Da qualche mese il blog Da dove sto scrivendo propone una versione paratattica di Gun, un breve racconto di Alfred Hitchcock, che costituisce il testo base da cui partire per sviluppare divertenti e inaspettate variazioni stilistiche sul modello dei famosi Esercizi di stile di Raymond Queneau, tradotti in italiano da Umberto Eco.

Forse a qualcuno potrà interessare sapere come è nata questa versione del brano di Hitchcock, che non è frutto del caso, ma di “arrangiamenti” successivi. Helgaldo, il blogger autore del rimaneggiamento del thriller di Hitchcock, è partito in realtà da una prima traduzione del racconto del maestro del brivido proposta da Luca Crovi in Noir, istruzioni per l’uso, edito da Garzanti. Alla ricerca di un testo breve, possibilmente neutro rispetto a scelte stilistiche ed espressive, la prima parte della traduzione di Crovi, decisamente paratattica, era l’ideale. Bisognava però proseguire su quella linea per avere un brano al contempo interessante, con una breve storia conclusa in sé, e che si prestasse a svariati rimaneggiamenti successivi.
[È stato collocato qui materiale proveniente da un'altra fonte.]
//! Error types for the conduit-connect crate

use conduit_core_pending::{Status, StatusCode};
use thiserror::Error;

/// Failures reported by a transport implementation
#[derive(Error, Debug)]
pub enum TransportError {
    #[error("Provider not found: {0}")]
    ProviderNotFound(String),

    #[error("Bind rejected: {0}")]
    BindRejected(String),

    #[error("Link closed: {0}")]
    LinkClosed(String),

    #[error("I/O error: {0}")]
    Io(#[from] std::io::Error),
}

impl From<&TransportError> for Status {
    fn from(err: &TransportError) -> Self {
        match err {
            TransportError::ProviderNotFound(_) => Status::provider_unavailable(err.to_string()),
            TransportError::BindRejected(_) => Status::connection_failed(err.to_string()),
            TransportError::LinkClosed(_) | TransportError::Io(_) => {
                Status::disconnected(err.to_string())
            }
        }
    }
}

impl From<TransportError> for Status {
    fn from(err: TransportError) -> Self {
        Status::from(&err)
    }
}

/// Errors raised while resolving or managing connections
#[derive(Error, Debug)]
pub enum ConnectError {
    #[error("No provider registered for API '{0}'")]
    ProviderUnavailable(String),

    #[error("Provider factory for API '{api}' failed: {source}")]
    Factory {
        api: String,
        #[source]
        source: TransportError,
    },

    #[error("Registry is shut down")]
    ShutDown,
}

impl From<ConnectError> for Status {
    fn from(err: ConnectError) -> Self {
        match err {
            ConnectError::ProviderUnavailable(_) => Status::provider_unavailable(err.to_string()),
            ConnectError::Factory { ref source, .. } => {
                Status::from(source).with_message(err.to_string())
            }
            ConnectError::ShutDown => Status::cancelled().with_message(err.to_string()),
        }
    }
}

/// Failure raised by a deferred call while it runs against a connection
///
/// Carries the status the call's result is resolved with.
#[derive(Error, Debug, Clone, PartialEq, Eq)]
#[error("{status}")]
pub struct CallError {
    status: Status,
}

impl CallError {
    pub fn new(status: Status) -> Self {
        Self { status }
    }

    /// A provider-reported failure
    pub fn remote(code: i32, message: impl Into<String>) -> Self {
        Self::new(Status::remote(code, message))
    }

    /// Arguments or replies that could not be encoded or decoded locally
    pub fn internal(message: impl Into<String>) -> Self {
        Self::new(Status::internal(message))
    }

    pub fn status(&self) -> &Status {
        &self.status
    }

    pub fn code(&self) -> StatusCode {
        self.status.code()
    }
}

impl From<Status> for CallError {
    fn from(status: Status) -> Self {
        Self::new(status)
    }
}

impl From<TransportError> for CallError {
    fn from(err: TransportError) -> Self {
        Self::new(err.into())
    }
}

impl From<CallError> for Status {
    fn from(err: CallError) -> Self {
        err.status
    }
}

#[cfg(test)]
mod tests {
    use super::*;

    #[test]
    fn test_transport_error_status_mapping() {
        let cases = [
            (
                TransportError::ProviderNotFound("maps".into()),
                StatusCode::ProviderUnavailable,
            ),
            (
                TransportError::BindRejected("denied".into()),
                StatusCode::ConnectionFailed,
            ),
            (
                TransportError::LinkClosed("peer exited".into()),
                StatusCode::Disconnected,
            ),
            (
                TransportError::Io(std::io::Error::from(std::io::ErrorKind::BrokenPipe)),
                StatusCode::Disconnected,
            ),
        ];
        for (err, expected) in cases {
            assert_eq!(Status::from(err).code(), expected);
        }
    }

    #[test]
    fn test_connect_error_status_mapping() {
        let status: Status = ConnectError::ProviderUnavailable("safety".into()).into();
        assert_eq!(status.code(), StatusCode::ProviderUnavailable);
        assert!(status.message().unwrap().contains("safety"));

        let status: Status = ConnectError::Factory {
            api: "location".into(),
            source: TransportError::BindRejected("no permission".into()),
        }
        .into();
        assert_eq!(status.code(), StatusCode::ConnectionFailed);
    }

    #[test]
    fn test_call_error_roundtrip() {
        let err = CallError::remote(13, "bad argument");
        assert_eq!(err.code(), StatusCode::RemoteError);
        let status: Status = err.clone().into();
        assert_eq!(status.remote_code(), Some(13));
        assert_eq!(err.to_string(), status.to_string());
    }
}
Di tutta questa genesi del thriller paratattico rimane solo una labile traccia, sarebbe meglio dire un trascurabile indizio, nella firma al brano: Alfred Hitchcock con Helgaldo. Anche se l’involontario ponte tra Hitchcock ed Helgaldo, le due H, è in realtà Crovi. H-C-H, quasi una formula chimica. Sarà quella dell’arsenico?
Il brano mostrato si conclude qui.